CBN Can Improve Your Sleep, Mood, and Health - evo_9
https://www.psychologytoday.com/us/blog/sleep-newzzz/201903/how-cbn-can-improve-your-sleep-mood-and-health
======
anonzzz
I had a friend who was once a heavy Marijuana user. After smoking a couple of
times a day, everyday he stopped dreaming. As I understand, dreaming is
important for deep sleep. For some reason, which I am not sure has been really
studied, Marijuana affects sleep. While it might promote sleep, I wonder if it
promotes the kind of sleep that is most beneficial for our bodies. These days,
living in a legal state, Marijuana is often promoted for sleep. It might make
you sleep, but if your body never reachese the state needed for deep sleep, I
would hardly call it an effective sleep therapy drug.

Once my friend stopped using Marijuana (he had used regularly for 10 years)
his dreams suddenly became intense and overwhelming. This is a common
occurance among heavy cannabis smokers once they stop using. Marijuana is not
just THC, CBD or CBN but some combination of these chemicals and more.

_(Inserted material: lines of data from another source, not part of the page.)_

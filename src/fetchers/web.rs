use crate::config::ScraperConfig;
use crate::error::FetchError;
use crate::fetchers::fetcher::{Fetch, FetchRequest, FetchedPage};
use async_trait::async_trait;
use reqwest::header::{ACCEPT, ACCEPT_LANGUAGE, CONNECTION, HeaderMap, HeaderValue};
use reqwest::{Client, redirect};

/// Fetches pages over HTTP(S) with a browser-like header set.
///
/// Certificates are always verified. Redirects are followed up to the
/// configured bound and the whole request is limited by the configured timeout.
#[derive(Debug, Clone)]
pub struct WebFetcher {
    client: Client,
}

impl WebFetcher {
    /// Build a fetcher from configuration
    pub fn new(config: &ScraperConfig) -> Result<Self, FetchError> {
        let headers = browser_headers(config)?;

        let policy = if config.max_redirects == 0 {
            redirect::Policy::none()
        } else {
            redirect::Policy::limited(config.max_redirects)
        };

        let client = Client::builder()
            .user_agent(config.user_agent.as_str())
            .default_headers(headers)
            .timeout(config.timeout())
            .redirect(policy)
            .build()
            .map_err(FetchError::Client)?;

        Ok(Self { client })
    }
}

/// Static headers sent with every request (besides `User-Agent`)
fn browser_headers(config: &ScraperConfig) -> Result<HeaderMap, FetchError> {
    let mut headers = HeaderMap::new();
    headers.insert(ACCEPT, header_value(&config.accept)?);
    headers.insert(ACCEPT_LANGUAGE, header_value(&config.accept_language)?);
    headers.insert(CONNECTION, HeaderValue::from_static("keep-alive"));
    Ok(headers)
}

fn header_value(value: &str) -> Result<HeaderValue, FetchError> {
    HeaderValue::from_str(value).map_err(|e| {
        FetchError::InvalidHeader(format!("'{}': {}", value, e))
    })
}

#[async_trait]
impl Fetch for WebFetcher {
    async fn fetch(&self, request: &FetchRequest) -> Result<FetchedPage, FetchError> {
        let url = request.url().as_str();
        let start = std::time::Instant::now();
        ::log::debug!("GET {}", url);

        let response = self
            .client
            .get(request.url().clone())
            .send()
            .await
            .map_err(|e| FetchError::from_request(url, e))?;

        let status = response.status();
        if !status.is_success() {
            return Err(FetchError::Status {
                status: status.as_u16(),
                url: url.to_string(),
            });
        }

        let final_url = response.url().clone();
        if final_url.as_str() != url {
            ::log::debug!("{} redirected to {}", url, final_url);
        }

        let content_type = response
            .headers()
            .get(reqwest::header::CONTENT_TYPE)
            .and_then(|v| v.to_str().ok())
            .map(str::to_string);

        let body = response.bytes().await.map_err(|e| {
            if e.is_timeout() {
                FetchError::Timeout(url.to_string())
            } else {
                FetchError::Body(e)
            }
        })?;

        ::log::debug!(
            "Fetched {} bytes from {} in {:.2} seconds",
            body.len(),
            final_url,
            start.elapsed().as_secs_f64()
        );

        Ok(FetchedPage {
            final_url,
            content_type,
            body: body.to_vec(),
        })
    }
}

I would be weary of CBN for sleep therapy. While it might promote sleep, does
it really promote the deep restful sleep that we are learning is extremely
important for good health, longevity and optimum functioning? We have much to
learn about Cannabis. Hopefully the changing laws and attitudes about cannabis
will enable scentists and researchers to better understand this drug.